═══ Records shown ═══

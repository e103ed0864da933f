use axum::{
    extract::{Path, Query, State},
    http::StatusCode,
    routing::{get, post},
    Json, Router,
};
use serde_json::json;
use tracing::{info, instrument};
use uuid::Uuid;

use crate::{
    auth::ActingUser,
    error::ApiError,
    notifications::notifier::{notify_best_effort, NotificationEvent},
    shipments::Pagination,
    state::AppState,
};

use super::dto::{OpenThreadRequest, SendMessageRequest, ThreadRead};
use super::repo;
use super::repo_types::{Message, MessageThread, ThreadSummary};
use super::services::{may_anchor, validate_participants, validate_text};

pub fn thread_routes() -> Router<AppState> {
    Router::new()
        .route("/messages/threads", get(list_threads).post(open_thread))
        .route(
            "/messages/threads/:id/messages",
            get(list_messages).post(send_message),
        )
        .route("/messages/threads/:id/read", post(mark_read))
}

#[instrument(skip(state))]
pub async fn open_thread(
    State(state): State<AppState>,
    ActingUser(actor): ActingUser,
    Json(body): Json<OpenThreadRequest>,
) -> Result<(StatusCode, Json<MessageThread>), ApiError> {
    validate_participants(actor.id, body.participant_id).map_err(ApiError::Validation)?;
    if state.identity.actor(body.participant_id).await?.is_none() {
        return Err(ApiError::NotFound("participant not found".into()));
    }
    if let Some(shipment_id) = body.shipment_id {
        let sender = repo::shipment_sender(&state.db, shipment_id)
            .await?
            .ok_or_else(|| ApiError::NotFound("shipment not found".into()))?;
        if !may_anchor(sender, actor.id, body.participant_id) {
            return Err(ApiError::Forbidden(
                "shipment threads must include the shipment's sender".into(),
            ));
        }
    }

    let (thread, created) =
        repo::open_thread(&state.db, actor.id, body.participant_id, body.shipment_id).await?;
    if created {
        info!(thread_id = %thread.id, user_id = %actor.id, "message thread opened");
        return Ok((StatusCode::CREATED, Json(thread)));
    }
    Ok((StatusCode::OK, Json(thread)))
}

#[instrument(skip(state))]
pub async fn list_threads(
    State(state): State<AppState>,
    ActingUser(actor): ActingUser,
) -> Result<Json<Vec<ThreadSummary>>, ApiError> {
    Ok(Json(repo::list_threads(&state.db, actor.id).await?))
}

#[instrument(skip(state))]
pub async fn list_messages(
    State(state): State<AppState>,
    ActingUser(actor): ActingUser,
    Path(id): Path<Uuid>,
    Query(p): Query<Pagination>,
) -> Result<Json<Vec<Message>>, ApiError> {
    participant_thread(&state, id, actor.id).await?;
    let (limit, offset) = p.clamped();
    Ok(Json(repo::list_messages(&state.db, id, limit, offset).await?))
}

#[instrument(skip(state, body))]
pub async fn send_message(
    State(state): State<AppState>,
    ActingUser(actor): ActingUser,
    Path(id): Path<Uuid>,
    Json(body): Json<SendMessageRequest>,
) -> Result<(StatusCode, Json<Message>), ApiError> {
    let text = validate_text(&body.text).map_err(ApiError::Validation)?;
    let (thread, receiver) = participant_thread(&state, id, actor.id).await?;

    let message = repo::insert_message(&state.db, &thread, actor.id, receiver, &text).await?;
    notify_best_effort(
        state.notifier.as_ref(),
        receiver,
        NotificationEvent::MessageReceived,
        json!({ "thread_id": thread.id, "shipment_id": thread.shipment_id }),
    )
    .await;
    Ok((StatusCode::CREATED, Json(message)))
}

#[instrument(skip(state))]
pub async fn mark_read(
    State(state): State<AppState>,
    ActingUser(actor): ActingUser,
    Path(id): Path<Uuid>,
) -> Result<Json<ThreadRead>, ApiError> {
    participant_thread(&state, id, actor.id).await?;
    let updated = repo::mark_thread_read(&state.db, id, actor.id).await?;
    Ok(Json(ThreadRead { updated }))
}

/// The thread and the other participant. Threads the user is not part of
/// are reported as missing.
async fn participant_thread(
    state: &AppState,
    id: Uuid,
    user_id: Uuid,
) -> Result<(MessageThread, Uuid), ApiError> {
    let thread = repo::find_thread(&state.db, id)
        .await?
        .ok_or_else(|| ApiError::NotFound("thread not found".into()))?;
    let other = thread
        .counterpart(user_id)
        .ok_or_else(|| ApiError::NotFound("thread not found".into()))?;
    Ok((thread, other))
}

#[cfg(test)]
mod tests {
    use axum::{
        body::Body,
        http::{Request, StatusCode},
    };
    use serde_json::{json, Value};
    use tower::ServiceExt;

    use crate::app::build_app;
    use crate::state::AppState;
    use crate::testing::{bearer, MemoryStore, RecordingNotifier};
    use crate::users::repo_types::UserRole;

    async fn send(app: axum::Router, req: Request<Body>) -> (StatusCode, Value) {
        let res = app.oneshot(req).await.unwrap();
        let status = res.status();
        let bytes = axum::body::to_bytes(res.into_body(), usize::MAX).await.unwrap();
        (status, serde_json::from_slice(&bytes).unwrap_or(Value::Null))
    }

    fn post(uri: &str, user: uuid::Uuid, body: Value) -> Request<Body> {
        Request::post(uri)
            .header("authorization", bearer(user))
            .header("content-type", "application/json")
            .body(Body::from(body.to_string()))
            .unwrap()
    }

    #[tokio::test]
    async fn threads_need_another_registered_user() {
        let store = MemoryStore::default();
        let sender = store.add_user(UserRole::Sender).await;
        let app = build_app(AppState::fake_with(store, RecordingNotifier::default()));

        let (status, body) = send(
            app.clone(),
            post("/api/v1/messages/threads", sender, json!({ "participant_id": sender })),
        )
        .await;
        assert_eq!(status, StatusCode::BAD_REQUEST);
        assert_eq!(body["error"]["code"], "validation_failed");

        let (status, body) = send(
            app,
            post(
                "/api/v1/messages/threads",
                sender,
                json!({ "participant_id": uuid::Uuid::new_v4() }),
            ),
        )
        .await;
        assert_eq!(status, StatusCode::NOT_FOUND);
        assert_eq!(body["error"]["code"], "not_found");
    }

    #[tokio::test]
    async fn blank_messages_are_refused() {
        let store = MemoryStore::default();
        let picker = store.add_user(UserRole::Picker).await;
        let app = build_app(AppState::fake_with(store, RecordingNotifier::default()));

        let uri = format!("/api/v1/messages/threads/{}/messages", uuid::Uuid::new_v4());
        let (status, _) = send(app, post(&uri, picker, json!({ "text": "   " }))).await;
        assert_eq!(status, StatusCode::BAD_REQUEST);
    }
}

═══

Task brief —
Every line that contains the string "return" should be copied from the records.

Exercise result —
        return Err(ApiError::NotFound("participant not found".into()));
            return Err(ApiError::Forbidden(
        return Ok((StatusCode::CREATED, Json(thread)));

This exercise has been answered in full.